メガヒヨの生息日記

メガヒヨ(観劇、旅行、鳥好き)のささいな日常

メガヒヨ、与儀公園に行く

2009年05月06日 | メガヒヨのホリデイ
与儀公園。
大抵の方はその場所がどういうところなのか、ご存知ではないかも知れない。

その公園はメガヒヨが子供時代を過ごした沖縄県那覇市にある。
とはいえ家から離れた場所にあったので、決して遊び場所だった訳ではない。
しかしその名前と光景は、長いこと自分の記憶に留まっていたのである。


それは小学一年生の秋だった。
メガヒヨの描いた絵が学校代表として、めでたくも沖縄県の展覧会に出品されることになった。
その会場は与儀公園近くの小学校だった。

当時は昭和50年台。ゆいレールなんてまだ着工さえしていない時代だった。
交通手段はもちろんバス。母に連れられて出掛けた。

車窓を眺めていたメガヒヨ。
とつぜん、6歳児を惹きつける光景が目に飛び込んできた。
木馬の形をした多人数型ブランコを設置した公園の前を、ちょうど通り過ぎたのだ。

今迄これほど魅力的な遊具を見たことが無かった。
冒頭の絵は、記憶を元にして描いたものである。
かなり簡略化したけれど、一度に十数人は乗れる様なブランコだった。
バスは「与儀公園前~」とアナウンスが流れた。

そしてメガヒヨは母に懇願した。
「あの与儀公園に連れてって。」
「そうね。あとでね。」
母にとって「あとで」とは即ち「却下」の意味である。
まぁ三人を育児していたら、子供の言う事をいちいち聞いているわけには行かないだろう。
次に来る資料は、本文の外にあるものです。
impl VarInt {
    /// Maximum representable value: 2^62 - 1.
    pub const MAX: u64 = (1 << 62) - 1;

    #[inline]
    pub fn new(val: u64) -> Option<Self> {
        if val <= Self::MAX {
            Some(VarInt(val))
        } else {
            None
        }
    }

    #[inline]
    pub fn value(self) -> u64 {
        self.0
    }

    #[inline]
    pub fn encoded_len(self) -> usize {
        if self.0 < 0x40 {
            1
        } else if self.0 < 0x4000 {
            2
        } else if self.0 < 0x4000_0000 {
            4
        } else {
            8
        }
    }

    pub fn encode(&self, buf: &mut impl BufMut) {
        match self.encoded_len() {
            1 => buf.put_u8(self.0 as u8),
            2 => buf.put_u16(0x4000 | self.0 as u16),
            4 => buf.put_u32(0x8000_0000 | self.0 as u32),
            _ => buf.put_u64(0xC000_0000_0000_0000 | self.0),
        }
    }

    /// Returns `None` if the buffer is too short.
    pub fn decode(buf: &mut impl Buf) -> Option<Self> {
        if !buf.has_remaining() {
            return None;
        }
        let first = buf.chunk()[0];
        let len = 1usize << (first >> 6);
        if buf.remaining() < len {
            return None;
        }
        let val = match len {
            1 => {
                buf.advance(1);
                (first & 0x3F) as u64
            }
            2 => (buf.get_u16() & 0x3FFF) as u64,
            4 => (buf.get_u32() & 0x3FFF_FFFF) as u64,
            _ => buf.get_u64() & 0x3FFF_FFFF_FFFF_FFFF,
        };
        Some(VarInt(val))
    }
}

impl fmt::Debug for VarInt {
    fn fmt(&self, f: &mut fmt::Formatter<'_>) -> fmt::Result {
        write!(f, "VarInt({})", self.0)
    }
}

impl From<u32> for VarInt {
    fn from(v: u32) -> Self {
        VarInt(v as u64)
    }
}

fn put_varint(buf: &mut BytesMut, val: u64) {
    // Callers only pass u32-sized values or payload lengths.
    VarInt(val.min(VarInt::MAX)).encode(buf);
}

// ─── Framing ────────────────────────────────────────────────────────────────

#[derive(Debug, Clone, Copy, PartialEq, Eq, Serialize, Deserialize)]
#[serde(rename_all = "snake_case")]
pub enum Framing {
    Json,
    Compact,
}

impl Framing {
    /// Guess the framing of a scanned string.
    pub fn detect(raw: &str) -> Option<Self> {
        let trimmed = raw.trim_start();
        if trimmed.starts_with('{') {
            Some(Framing::Json)
        } else if trimmed.starts_with(COMPACT_PREFIX) {
            Some(Framing::Compact)
        } else {
            None
        }
    }
}

// ─── Packet ─────────────────────────────────────────────────────────────────

/// One fountain-coded unit, validated.
#[derive(Debug, Clone, PartialEq, Eq)]
pub struct Packet {
    pub session_id: String,
    pub packet_id: u32,
    /// Present on packet 0 and every `metadata_interval`-th packet.
    pub meta: Option<SessionMeta>,
    /// Source blocks XORed into `data`: non-empty, strictly increasing.
    pub indices: Vec<u32>,
    /// XOR of the selected source blocks; exactly one block long.
    pub data: Bytes,
}

impl Packet {
    pub fn degree(&self) -> usize {
        self.indices.len()
    }

    /// Structural checks that need no session context.
    pub(crate) fn check_shape(&self) -> Result<()> {
        if self.session_id.is_empty() {
            return Err(FountainError::malformed("empty sessionId"));
        }
        if self.indices.is_empty() {
            return Err(FountainError::malformed("empty indices"));
        }
        if self.indices.windows(2).any(|w| w[0] >= w[1]) {
            return Err(FountainError::malformed("indices not strictly increasing"));
        }
        if self.data.is_empty() {
            return Err(FountainError::malformed("empty data"));
        }
        if let Some(meta) = &self.meta {
            meta.validate()?;
            self.check_against(meta)?;
        }
        Ok(())
    }

    /// Range and length checks against known session constants.
    pub fn check_against(&self, meta: &SessionMeta) -> Result<()> {
        if let Some(&max) = self.indices.last() {
            if max >= meta.k {
                return Err(FountainError::malformed(format!(
                    "index {max} out of range for k={}",
                    meta.k
                )));
            }
        }
        if self.data.len() != meta.block_size as usize {
            return Err(FountainError::malformed(format!(
                "data is {} bytes, blockSize is {}",
                self.data.len(),
                meta.block_size
            )));
        }
        Ok(())
    }

    // ── JSON ────────────────────────────────────────────────────────────

    pub fn to_json(&self) -> String {
        let record = PacketRecord {
            session_id: self.session_id.clone(),
            packet_id: self.packet_id,
            k: self.meta.as_ref().map(|m| m.k),
            total_bytes: self.meta.as_ref().map(|m| m.total_bytes),
            block_size: self.meta.as_ref().map(|m| m.block_size),
            checksum: self.meta.as_ref().map(|m| m.checksum.clone()),
            indices: self.indices.clone(),
            data: BASE64.encode(&self.data),
        };
        // A struct of strings and integers always serializes.
        serde_json::to_string(&record).unwrap_or_default()
    }

    pub fn from_json(raw: &str) -> Result<Self> {
        let record: PacketRecord = serde_json::from_str(raw.trim())
            .map_err(|e| FountainError::malformed(format!("invalid JSON record: {e}")))?;
        let meta = match (record.k, record.total_bytes, record.block_size, record.checksum) {
            (Some(k), Some(total_bytes), Some(block_size), Some(checksum)) => Some(SessionMeta {
                k,
                total_bytes,
                block_size,
                checksum: checksum.to_ascii_lowercase(),
            }),
            (None, None, None, None) => None,
            _ => {
                return Err(FountainError::malformed(
                    "session fields must be all present or all absent",
                ))
            }
        };
        let data = BASE64
            .decode(record.data.as_bytes())
            .map_err(|e| FountainError::malformed(format!("data is not base64: {e}")))?;
        let packet = Packet {
            session_id: record.session_id,
            packet_id: record.packet_id,
            meta,
            indices: record.indices,
            data: Bytes::from(data),
        };
        packet.check_shape()?;
        Ok(packet)
    }

    // ── Compact ─────────────────────────────────────────────────────────

    /// Render the compact framing. Fails on a packet that would not parse
    /// back, such as unsorted indices or a checksum that is not a digest.
    pub fn to_compact(&self) -> Result<String> {
        self.check_shape()?;
        let mut buf = BytesMut::with_capacity(32 + self.indices.len() * 2 + self.data.len());
        buf.put_u8(COMPACT_VERSION);
        buf.put_u8(if self.meta.is_some() { FLAG_META } else { 0 });
        put_varint(&mut buf, self.session_id.len() as u64);
        buf.put_slice(self.session_id.as_bytes());
        put_varint(&mut buf, self.packet_id as u64);
        if let Some(meta) = &self.meta {
            put_varint(&mut buf, meta.k as u64);
            put_varint(&mut buf, meta.total_bytes);
            put_varint(&mut buf, meta.block_size as u64);
            let digest = u32::from_str_radix(&meta.checksum, 16)
                .map_err(|_| FountainError::malformed("checksum is not an 8-digit hex digest"))?;
            buf.put_u32(digest);
        }
        put_varint(&mut buf, self.indices.len() as u64);
        let mut prev = 0u32;
        for (n, &idx) in self.indices.iter().enumerate() {
            let delta = if n == 0 { idx } else { idx - prev };
            put_varint(&mut buf, delta as u64);
            prev = idx;
        }
        put_varint(&mut buf, self.data.len() as u64);
        buf.put_slice(&self.data);

        let mut out = String::with_capacity(COMPACT_PREFIX.len() + buf.len().div_ceil(3) * 4);
        out.push_str(COMPACT_PREFIX);
        BASE64_URL.encode_string(&buf, &mut out);
        Ok(out)
    }

    pub fn from_compact(raw: &str) -> Result<Self> {
        let body = raw
            .trim()
            .strip_prefix(COMPACT_PREFIX)
            .ok_or_else(|| FountainError::malformed("missing compact prefix"))?;
        let bytes = BASE64_URL
            .decode(body.as_bytes())
            .map_err(|e| FountainError::malformed(format!("compact body is not base64: {e}")))?;
        let packet = decode_compact_body(&mut bytes.as_slice())
            .ok_or_else(|| FountainError::malformed("truncated or invalid compact record"))?;
        packet.check_shape()?;
        Ok(packet)
    }

    pub fn to_text(&self, framing: Framing) -> Result<String> {
        match framing {
            Framing::Json => Ok(self.to_json()),
            Framing::Compact => self.to_compact(),
        }
    }

    pub fn from_text(raw: &str) -> Result<Self> {
        match Framing::detect(raw) {
            Some(Framing::Json) => Self::from_json(raw),
            Some(Framing::Compact) => Self::from_compact(raw),
            None => Err(FountainError::malformed("unrecognised framing")),
        }
    }
}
それでも与儀公園に行ってあの馬ブランコに乗るという、かすかな希望を抱き続けていた。
しかし結局叶わず、父の赴任期間も終わり一家は神奈川県に戻ることとなった。


それから長い年月。
メガヒヨは与儀公園のことを滅多に思い出すことはなかったが、忘れることも決して無かった。
そこに行くことは人生にとって必要なことでも無いのだけど、一度行きたいと思った気持ちを捨てるのも口惜しかった。

成長後、沖縄に行くことも何度かあった。
しかし友人や姉妹が一緒だったので、観光地でも無い与儀公園に相手の時間を割いてまで行きたいとも言えず、機会を作れなかった。

そしてこの2009年のゴールデン・ウィーク。
妹との沖縄旅行だったが、彼女が仕事の関係で一日遅れてくるため、旅の前半は一人旅となった。
本島南部にある世界遺産、斉場御嶽に向かう路線バスでのこと。
何気なく車窓に目をやると、あの6歳の頃に似た光景が飛び込んできた。
それはまさにあの思い出の与儀公園なのであった。
しかし車窓からはあの馬のブランコが確認出来なかった。

斉場御嶽からの帰り。
メガヒヨは迷わず与儀公園で途中下車した。
長年の願いを今叶えるときなのだ。

いや、ちょっと大げさだけどね。
でもここで見ておかないと将来天に召されるときに、
「あ。そういえば与儀公園に行かなかったなぁ…」と後悔するに違いない。

感慨深く、公園に足を踏み込んだ。




今も昔も市民の憩いの場のようだ。
ブーゲンビリア、デイゴが花の季節を迎えている。

 

売店を過ぎたガジュマルの樹の向こうに子供の広場があるらしい。
馬ブランコがあるとしたらそこかな?

 

残念ながら、馬のブランコは無かった。
長い年月が経っているので当たり前といえばそうだ。
よく考えてみると、当時はバス通りからブランコを見たのだった。
その場所は現在バスケットボール練習場となっている。
時代の流れとともに、公園の姿も変わるわけね。

しかし、馬ブランコの形跡を発見。



…これは何のジャンルに属する遊具なのだろうか。
ジャングルジム?にしては低すぎる。
メリーゴーランド?にしては回転しない。

しかし中のお馬さんはまさしく、記憶の中のブランコと同じタイプのものだった。
色が赤ではなく黒だけどね。

憧れの光景と再会出来たメガヒヨはとても幸せな気持ちになった。
かなり自己満足の世界だけど、達成感を味わった。



ところで…。
思い出の馬ブランコ。
形を説明するのに、似たタイプの遊具の画像をネットで探したけれど
なかなか見つからなかった。
少子化時代、そんな多人数型のブランコなんて製造していないのかも知れない。

そんな訳でイメージ画像を描いてみた。
しかし、学校代表になった画力はひとかけらも残っていなかった(笑)
子供の頃のまぐれなんて当てにならないことを、自分の執念深さと共に世間に立証してしまった。